The Sigma doesn't have image stabilizer tho does it ? 

I need 50mm IS for video with wide apertures. Suits my photo style ...

Atm i'm using the 24-105mm F4 L which isn't ideal but love the IS.


----------



## mrzero (Jun 10, 2015)

I would add that there is nothing to suggest that the 50mm IS will be 1.4 -- except for some commentors' hopes and dreams. The last rumor suggested 1.8. http://www.canonrumors.com/2013/11/is-versions-in-50mm-85mm-135mm-coming-cr1/ The previous IS primes all came in at the same apertures as the non-USM versions they replaced (24mm 2.8, 28mm 2.8, and 35mm 2.0). I could see the 50mm (and 85mm) being 2.0 as well. Although the current 50mm 1.4 is not exactly the same USM as other lenses, I think the 50mm 1.4 remake could likely get bumped up to L status and price.


----------



## gobucks (Jun 16, 2015)

mrzero said:


> I would add that there is nothing to suggest that the 50mm IS will be 1.4 -- except for some commentors' hopes and dreams. The last rumor suggested 1.8. http://www.canonrumors.com/2013/11/is-versions-in-50mm-85mm-135mm-coming-cr1/ The previous IS primes all came in at the same apertures as the non-USM versions they replaced (24mm 2.8, 28mm 2.8, and 35mm 2.0). I could see the 50mm (and 85mm) being 2.0 as well. Although the current 50mm 1.4 is not exactly the same USM as other lenses, I think the 50mm 1.4 remake could likely get bumped up to L status and price.
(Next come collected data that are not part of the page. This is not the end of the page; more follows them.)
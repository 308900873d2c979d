use clap::Args;

use service::vfs_ops;

/// Create a directory.
#[derive(Args, Debug, Clone)]
pub struct Mkdir {
    /// Account name
    pub account: String,

    /// Virtual path of the directory to create
    pub path: String,
}

#[derive(Debug, thiserror::Error)]
pub enum MkdirError {
    #[error(transparent)]
    Setup(#[from] crate::op::OpSetupError),
    #[error("mkdir failed: {0}")]
    Failed(#[from] service::VfsOpsError),
}

#[async_trait::async_trait]
impl crate::op::Op for Mkdir {
    type Error = MkdirError;
    type Output = String;

    async fn execute(&self, ctx: &crate::op::OpContext) -> Result<Self::Output, Self::Error> {
        let state = ctx.state().await?;
        let result = vfs_ops::make_dir(&self.path, &self.account, &state).await;
        state.shutdown().await;

        result?;
        Ok(format!("created {}", self.path))
    }
}
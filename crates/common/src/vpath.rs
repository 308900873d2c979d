//! Virtual path handling.
//!
//! Paths in the aggregated namespace are absolute, slash-separated and
//! independent of how the owning driver addresses entries. Name comparison
//! downstream is exact byte-for-byte; drivers differ in what they allow, so
//! no case folding or unicode normalization happens here.

/// Normalize a virtual path: absolute, single separators, no trailing slash
/// except for the root itself. `.` segments are dropped and `..` resolves
/// upward but never above the root, so a normalized path can always be
/// joined under an account's root folder safely.
pub fn normalize(path: &str) -> String {
    let mut parts: Vec<&str> = Vec::new();
    for part in path.split('/') {
        match part {
            "" | "." => {}
            ".." => {
                parts.pop();
            }
            other => parts.push(other),
        }
    }
    let mut out = String::with_capacity(path.len() + 1);
    for part in &parts {
        out.push('/');
        out.push_str(part);
    }
    if out.is_empty() {
        out.push('/');
    }
    out
}

pub fn is_root(path: &str) -> bool {
    path == "/"
}

/// Split a normalized, non-root path into `(parent, leaf)`.
///
/// The parent is itself normalized (`"/a/b" -> ("/a", "b")`, `"/a" -> ("/",
/// "a")`).
pub fn split(path: &str) -> (String, String) {
    debug_assert!(path.starts_with('/') && path != "/");
    match path.rfind('/') {
        Some(0) => ("/".to_string(), path[1..].to_string()),
        Some(idx) => (path[..idx].to_string(), path[idx + 1..].to_string()),
        None => ("/".to_string(), path.to_string()),
    }
}

pub fn parent_of(path: &str) -> String {
    if is_root(path) {
        return "/".to_string();
    }
    split(path).0
}

pub fn join(parent: &str, leaf: &str) -> String {
    if is_root(parent) {
        format!("/{}", leaf)
    } else {
        format!("{}/{}", parent, leaf)
    }
}

#[cfg(test)]
mod tests {
    use super::*;

    #[test]
    fn normalize_variants() {
        assert_eq!(normalize(""), "/");
        assert_eq!(normalize("/"), "/");
        assert_eq!(normalize("a/b"), "/a/b");
        assert_eq!(normalize("/a/b/"), "/a/b");
        assert_eq!(normalize("//a///b"), "/a/b");
    }

    #[test]
    fn normalize_resolves_dot_segments() {
        assert_eq!(normalize("/a/./b"), "/a/b");
        assert_eq!(normalize("/a/../b"), "/b");
        assert_eq!(normalize("/../../etc"), "/etc");
    }

    #[test]
    fn split_and_join_round_trip() {
        for path in ["/a", "/a/b", "/a/b/c.txt"] {
            let (parent, leaf) = split(path);
            assert_eq!(join(&parent, &leaf), path);
        }
        assert_eq!(split("/a"), ("/".to_string(), "a".to_string()));
        assert_eq!(split("/a/b"), ("/a".to_string(), "b".to_string()));
    }

    #[test]
    fn parent_of_root_is_root() {
        assert_eq!(parent_of("/"), "/");
        assert_eq!(parent_of("/x"), "/");
        assert_eq!(parent_of("/x/y"), "/x");
    }
}
use std::collections::HashMap;
use std::sync::Arc;

use common::driver::Driver;

use crate::drivers::{cloud189::Cloud189Driver, local::LocalDriver};
use crate::resolve::Resolver;

/// Maps driver names to live driver instances.
///
/// Built once at startup and resolved at account-load time, so no other
/// component ever dispatches on a backend-type string.
pub struct DriverRegistry {
    drivers: HashMap<&'static str, Arc<dyn Driver>>,
}

impl DriverRegistry {
    pub fn empty() -> Self {
        Self {
            drivers: HashMap::new(),
        }
    }

    /// Registry with every built-in driver wired to the shared resolver.
    pub fn with_defaults(resolver: Arc<Resolver>) -> Self {
        let mut registry = Self::empty();
        registry.register(Arc::new(LocalDriver::new(resolver.clone())));
        registry.register(Arc::new(Cloud189Driver::new(resolver)));
        registry
    }

    pub fn register(&mut self, driver: Arc<dyn Driver>) {
        let name = driver.config().name;
        if self.drivers.insert(name, driver).is_some() {
            tracing::warn!(driver = name, "replaced an already-registered driver");
        }
    }

    pub fn get(&self, name: &str) -> Option<Arc<dyn Driver>> {
        self.drivers.get(name).cloned()
    }

    pub fn names(&self) -> Vec<&'static str> {
        let mut names: Vec<_> = self.drivers.keys().copied().collect();
        names.sort_unstable();
        names
    }
}
use common::vpath;

use super::{load_ready, VfsOpsError};
use crate::ServiceState;

/// Create a directory, then invalidate the parent listing that no longer
/// reflects it.
pub async fn make_dir(
    path: &str,
    account_name: &str,
    state: &ServiceState,
) -> Result<(), VfsOpsError> {
    let (account, driver) = load_ready(account_name, state).await?;
    let path = vpath::normalize(path);
    driver.make_dir(&path, &account).await?;
    state.cache().invalidate(&vpath::parent_of(&path), &account);
    Ok(())
}
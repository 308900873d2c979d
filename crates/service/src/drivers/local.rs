//! Local-disk driver.
//!
//! Addresses entries by path, so it answers single-entry lookups directly
//! with a stat instead of scanning the parent listing. All capability flags
//! are set: content lives on this machine, links are local paths, and the
//! driver sorts its own listings.

use std::path::{Path, PathBuf};
use std::sync::Arc;

use async_trait::async_trait;
use chrono::{DateTime, Utc};

use common::account::Account;
use common::driver::{
    DownloadLink, Driver, DriverConfig, FileStream, Item, LinkArgs, Lister, RawListing,
};
use common::error::DriverError;
use common::file::{kind_for_name, sort_entities, FileEntity, FileKind};
use common::vpath;

use crate::resolve::Resolver;

const NAME: &str = "local";

/// Raw listing shape for this driver: one record per directory entry.
#[derive(Debug, Clone)]
pub struct LocalEntry {
    pub name: String,
    pub size: u64,
    pub is_dir: bool,
    pub modified: Option<DateTime<Utc>>,
}

pub struct LocalDriver {
    resolver: Arc<Resolver>,
}

impl LocalDriver {
    pub fn new(resolver: Arc<Resolver>) -> Self {
        Self { resolver }
    }

    fn full_path(&self, path: &str, account: &Account) -> PathBuf {
        let normalized = vpath::normalize(path);
        Path::new(&account.root_folder).join(normalized.trim_start_matches('/'))
    }

    fn entity_from_metadata(
        &self,
        name: &str,
        meta: &std::fs::Metadata,
    ) -> FileEntity {
        let kind = if meta.is_dir() {
            FileKind::Folder
        } else {
            kind_for_name(name)
        };
        FileEntity {
            id: None,
            name: name.to_string(),
            size: if meta.is_dir() { 0 } else { meta.len() },
            kind,
            driver: NAME,
            updated_at: meta.modified().ok().map(DateTime::<Utc>::from),
            thumbnail: None,
        }
    }

    fn copy_recursive<'a>(
        &'a self,
        src: &'a Path,
        dst: &'a Path,
    ) -> futures::future::BoxFuture<'a, Result<(), DriverError>> {
        use futures::FutureExt;
        async move {
            let meta = tokio::fs::metadata(src).await?;
            if meta.is_dir() {
                tokio::fs::create_dir_all(dst).await?;
                let mut entries = tokio::fs::read_dir(src).await?;
                while let Some(entry) = entries.next_entry().await? {
                    let name = entry.file_name();
                    self.copy_recursive(&src.join(&name), &dst.join(&name))
                        .await?;
                }
            } else {
                if let Some(parent) = dst.parent() {
                    tokio::fs::create_dir_all(parent).await?;
                }
                tokio::fs::copy(src, dst).await?;
            }
            Ok(())
        }
        .boxed()
    }
}

#[async_trait]
impl Lister for LocalDriver {
    fn config(&self) -> DriverConfig {
        DriverConfig {
            name: NAME,
            only_proxy: true,
            only_local: true,
            no_need_set_link: true,
            local_sort: true,
        }
    }

    async fn stat(
        &self,
        path: &str,
        account: &Account,
    ) -> Result<Option<FileEntity>, DriverError> {
        let full = self.full_path(path, account);
        let meta = tokio::fs::metadata(&full).await?;
        let name = full
            .file_name()
            .map(|n| n.to_string_lossy().into_owned())
            .unwrap_or_else(|| account.name.clone());
        Ok(Some(self.entity_from_metadata(&name, &meta)))
    }

    async fn list_raw(
        &self,
        _dir: &FileEntity,
        path: &str,
        account: &Account,
    ) -> Result<RawListing, DriverError> {
        let full = self.full_path(path, account);
        let mut raw = Vec::new();
        let mut entries = tokio::fs::read_dir(&full).await?;
        while let Some(entry) = entries.next_entry().await? {
            let name = entry.file_name().to_string_lossy().into_owned();
            // Hidden files stay hidden.
            if name.starts_with('.') {
                continue;
            }
            let meta = entry.metadata().await?;
            raw.push(LocalEntry {
                name,
                size: if meta.is_dir() { 0 } else { meta.len() },
                is_dir: meta.is_dir(),
                modified: meta.modified().ok().map(DateTime::<Utc>::from),
            });
        }
        Ok(Arc::new(raw))
    }

    fn classify(
        &self,
        raw: &RawListing,
        account: &Account,
    ) -> Result<Vec<FileEntity>, DriverError> {
        let entries = raw
            .downcast_ref::<Vec<LocalEntry>>()
            .ok_or_else(|| DriverError::Vendor("unexpected raw listing shape".to_string()))?;
        let mut files: Vec<FileEntity> = entries
            .iter()
            .map(|entry| FileEntity {
                id: None,
                name: entry.name.clone(),
                size: entry.size,
                kind: if entry.is_dir {
                    FileKind::Folder
                } else {
                    kind_for_name(&entry.name)
                },
                driver: NAME,
                updated_at: entry.modified,
                thumbnail: None,
            })
            .collect();
        // local_sort: ordering is this driver's responsibility.
        sort_entities(&mut files, account.sort_by, account.sort_direction);
        Ok(files)
    }
}

#[async_trait]
impl Driver for LocalDriver {
    fn items(&self) -> Vec<Item> {
        vec![Item::text("root_folder", "root folder path", true)]
    }

    async fn save(&self, account: &mut Account, _old: Option<&Account>) -> Result<(), DriverError> {
        tracing::debug!(account = %account.name, "saving local account");
        match tokio::fs::metadata(&account.root_folder).await {
            Ok(meta) if meta.is_dir() => {
                account.proxy = true;
                account.mark_working();
                Ok(())
            }
            _ => {
                let reason = format!("[{}] is not an existing directory", account.root_folder);
                account.mark_failed(&reason);
                Err(DriverError::AuthFailed(reason))
            }
        }
    }

    async fn file(&self, path: &str, account: &Account) -> Result<FileEntity, DriverError> {
        self.resolver.file(self, path, account).await
    }

    async fn files(&self, path: &str, account: &Account) -> Result<Vec<FileEntity>, DriverError> {
        self.resolver.files(self, path, account).await
    }

    async fn link(&self, args: &LinkArgs, account: &Account) -> Result<DownloadLink, DriverError> {
        let full = self.full_path(&args.path, account);
        let meta = tokio::fs::metadata(&full).await?;
        if meta.is_dir() {
            return Err(DriverError::NotFile);
        }
        Ok(DownloadLink::Local(full))
    }

    async fn make_dir(&self, path: &str, account: &Account) -> Result<(), DriverError> {
        let full = self.full_path(path, account);
        tokio::fs::create_dir_all(&full).await?;
        Ok(())
    }

    async fn move_item(&self, src: &str, dst: &str, account: &Account) -> Result<(), DriverError> {
        let full_src = self.full_path(src, account);
        let full_dst = self.full_path(dst, account);
        tokio::fs::rename(&full_src, &full_dst).await?;
        Ok(())
    }

    async fn rename(&self, src: &str, dst: &str, account: &Account) -> Result<(), DriverError> {
        // Renames stay in place; only the leaf of `dst` is used.
        let src = vpath::normalize(src);
        let dst = vpath::normalize(dst);
        let (_, dst_name) = vpath::split(&dst);
        let target = vpath::join(&vpath::parent_of(&src), &dst_name);
        self.move_item(&src, &target, account).await
    }

    async fn copy_item(&self, src: &str, dst: &str, account: &Account) -> Result<(), DriverError> {
        let full_src = self.full_path(src, account);
        let full_dst = self.full_path(dst, account);
        if let Ok(meta) = tokio::fs::metadata(&full_dst).await {
            // Copying over an existing non-directory is refused rather than
            // silently overwritten.
            if !meta.is_dir() {
                return Err(DriverError::NotSupported);
            }
        }
        self.copy_recursive(&full_src, &full_dst).await
    }

    async fn delete(&self, path: &str, account: &Account) -> Result<(), DriverError> {
        let full = self.full_path(path, account);
        let meta = tokio::fs::metadata(&full).await?;
        if meta.is_dir() {
            tokio::fs::remove_dir_all(&full).await?;
        } else {
            tokio::fs::remove_file(&full).await?;
        }
        Ok(())
    }

    async fn upload(
        &self,
        stream: Option<FileStream>,
        account: &Account,
    ) -> Result<(), DriverError> {
        let mut stream = stream.ok_or(DriverError::EmptyFile)?;
        let parent = self.full_path(&stream.parent_path, account);
        tokio::fs::create_dir_all(&parent).await?;
        let target = parent.join(&stream.name);
        let mut out = tokio::fs::File::create(&target).await?;
        tokio::io::copy(&mut stream.reader, &mut out).await?;
        Ok(())
    }
}
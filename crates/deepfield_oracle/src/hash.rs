//! Coordinate → 256-bit location id.

use alloy_primitives::keccak256;
use deepfield_shared::{Coordinate, HashMode, LocationId};
use rand::{RngCore, SeedableRng};
use rand_chacha::ChaCha8Rng;

/// One-way hash of grid coordinates, keyed per world.
#[derive(Clone, Copy, Debug, PartialEq, Eq)]
pub struct LocationHasher {
    key: u64,
    mode: HashMode,
}

impl LocationHasher {
    /// Creates a hasher for `mode` keyed with `key`.
    #[must_use]
    pub const fn new(key: u64, mode: HashMode) -> Self {
        Self { key, mode }
    }

    /// Hash mode in use.
    #[must_use]
    pub const fn mode(&self) -> HashMode {
        self.mode
    }

    /// Hashes `coords`.
    #[must_use]
    pub fn hash(&self, coords: Coordinate) -> LocationId {
        match self.mode {
            HashMode::Keccak => self.keccak(coords),
            HashMode::Fake => self.fake(coords),
        }
    }

    /// `keccak256(key ‖ x ‖ y)`, all big-endian.
    fn keccak(&self, coords: Coordinate) -> LocationId {
        let mut preimage = [0u8; 16];
        preimage[..8].copy_from_slice(&self.key.to_be_bytes());
        preimage[8..12].copy_from_slice(&coords.x.to_be_bytes());
        preimage[12..].copy_from_slice(&coords.y.to_be_bytes());
        LocationId(keccak256(preimage))
    }

    /// Uniform but cheap: a `ChaCha8` stream seeded from the mixed coordinate.
    fn fake(&self, coords: Coordinate) -> LocationId {
        #[allow(clippy::cast_sign_loss)]
        let packed = (u64::from(coords.x as u32) << 32) | u64::from(coords.y as u32);
        let mut rng = ChaCha8Rng::seed_from_u64(splitmix64(self.key ^ splitmix64(packed)));
        let mut bytes = [0u8; 32];
        rng.fill_bytes(&mut bytes);
        LocationId::from_bytes(bytes)
    }
}

fn splitmix64(mut z: u64) -> u64 {
    z = z.wrapping_add(0x9e37_79b9_7f4a_7c15);
    z = (z ^ (z >> 30)).wrapping_mul(0xbf58_476d_1ce4_e5b9);
    z = (z ^ (z >> 27)).wrapping_mul(0x94d0_49bb_1331_11eb);
    z ^ (z >> 31)
}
I think it's highly unlikely they release a 50mm 1.8 IS USM; F1.4 is much more likely, for several reasons. 

1) product overlap - Canon just refreshed the $125 50mm F1.8 STM, so I doubt IS and USM alone, with no aperture difference, would justify a substantially higher price. Besides, there aren't many of examples of 2 different primes with the same focal length and aperture with different prices - the only example I can think of is the 100mm 2.8 macro and the 100mm 2.8L IS. Generally, Canon's pro lenses are faster than their prosumer ones, which are in turn faster than their entry level consumer ones (if an entry level exists).

2) manufacturing ability - 50mm is pretty much the easiest focal length to make for a wide aperture DSLR lens. It doesn't require a retrofocus design like 35mm or wider lenses, and it doesn't require huge lens elements like longer lenses do. If Canon can easily produce a 50mm 1.4 USM (even though it's not great) for $300ish, then I'm sure they can turn a profit selling an optically upgraded F1.4 with IS for $600ish (the price of the comparable 35mm F2 IS).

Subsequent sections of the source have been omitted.